Resolute and sorrowful he moved among his fallen warriors, kissing those who could not be saved and killing them with his gentle snakeblade. Then he climbed out of the ravine as his warhost’s godspeakers appeared at its lip, ready to give aid to the living and gather the dead for their last dance on the pyre.
I have waited long enough, god. I will be Mijak’s one true warlord. I will make of Mijak a gift for my son.
“Yuma! Yuma! See me, Yuma!”
The sound of that beloved voice, shrill with excitement, turned Hekat’s head as she led her warhost through the wide open gates and into Et-Raklion’s vastly expanded barracks. All her weariness fell away, her body’s aches deserted her. She forgot her knife-cuts and her strained muscles. Here was Zandakar, her heart in the world, trotting towards her on his blue-striped pony. Warriors and slaves stepped hastily aside, smiling, laughing, calling his name. Head high, shoulders wide, he rode between the smithies and the armorers’ booths and the leatherworkers’ tents and past the pedlars’ stands as though they were his, as though he owned them.
And so he does, my son, my little warlord.
“Take the warhost to the stables, Arakun,” she ordered the warrior who once had ordered her. “I will join you on the warhost field for sacrifice in a small time.” She tossed him a coin-purse. “This is for the godbowl.”
Arakun caught the purse and pressed his fist to his breast. Unlike Tajria, who was dead now for disobeying Hekat’s want, Arakun never complained that she was above him. He led the warhost on to the stables, she slid from her saddle and waited for Zandakar to reach her.
“Yuma!” he shouted, and threw himself into her outstretched arms. “The god told me you were coming, it told me you were safe.”
His godbraids printed patterns in her cheek, she held him so hard his godbells were silenced. “Did it, my son?” she murmured. Aieee, how she loved him. He owned her heart, let him eat it like cornmush. “The god sees us both, we are safe in its eye.” Releasing him, she stepped back. “Let me look at you!”

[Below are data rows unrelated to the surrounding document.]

//! Lifecycle of one authenticated session with the messaging platform.
//!
//! [`SessionOrchestrator`] owns the session and decides when the external
//! library may be opened. Status changes are fanned out through a
//! [`StatusDispatcher`]; outbound messages go through an [`OutboundSender`].

pub mod blocking;
pub mod dispatcher;
pub mod error;
mod orchestrator;
pub mod sender;

pub use blocking::BlockWindow;
pub use dispatcher::{EventKind, StatusDispatcher, SubscriptionId};
pub use error::SessionError;
pub use orchestrator::{
    OrchestratorConfig, SessionOrchestrator, SessionPhase, SessionSnapshot,
    DEFAULT_BLOCK_COOLDOWN, DEFAULT_SESSION_DIR, DEFAULT_SYNC_FALLBACK,
};
pub use sender::OutboundSender;
use platform_link::OutboundPayload;
use shared::domain::Jid;
use tracing::{debug, warn};

use crate::{error::SessionError, orchestrator::SessionOrchestrator};

/// Forwards outbound messages to the library while the session is connected.
#[derive(Clone)]
pub struct OutboundSender {
    orchestrator: SessionOrchestrator,
}

impl OutboundSender {
    pub(crate) fn new(orchestrator: SessionOrchestrator) -> Self {
        Self { orchestrator }
    }

    pub async fn send_text(&self, jid: &Jid, text: impl Into<String>) -> Result<(), SessionError> {
        self.send(jid, OutboundPayload::Text(text.into())).await
    }

    pub async fn send_binary(
        &self,
        jid: &Jid,
        data: Vec<u8>,
        mime_type: Option<String>,
    ) -> Result<(), SessionError> {
        self.send(jid, OutboundPayload::Binary { data, mime_type })
            .await
    }

    pub async fn send(&self, jid: &Jid, payload: OutboundPayload) -> Result<(), SessionError> {
        let Some(handle) = self.orchestrator.connected_handle().await? else {
            debug!(%jid, "send: refused, session not connected");
            return Err(SessionError::NotConnected);
        };
        handle.send(jid, payload).await.map_err(|err| {
            warn!(%jid, "send: library rejected message: {err:#}");
            SessionError::Send(err.to_string())
        })
    }
}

Past four seasons old, he was growing so tall. His godbraids brushed his shoulders, his horsehide leggings were almost too tight. She’d been gone to the border one godmoon, twelve highsuns, not long. Yet he seemed changed in her eyes, he looked more like a man. His eyes were blue, like hers, his cheekbones high, his nose narrow and straight. His lips were beautiful, curved always in a smile. He was a child still but his body had muscles, he would be strong as a sandcat when he was truly a man.
“Yuma, Yuma, did you smite the wicked warriors?” he asked, then giggled as his pony lipped at his neck. He loved the stupid creature, he did not get that from her.
She pulled a fierce face at him, to make him giggle louder. “Yes, I smote them! Am I not Hekat, the god’s knife-dancer? Did I not slay Bajadek, who dared defy the god? Were you my good son while I was away, Zandakar? Did you study your hotas , did you practice with your bow?”
He nodded vigorously, now his godbells sang. “I did, I did, Yuma. I am your good son.”
“And did you do your duty to the god?”
He lowered his eyelids, his lashes brushed his cheeks. “Yes, Yuma,” he murmured. “I prayed with Nagarak.”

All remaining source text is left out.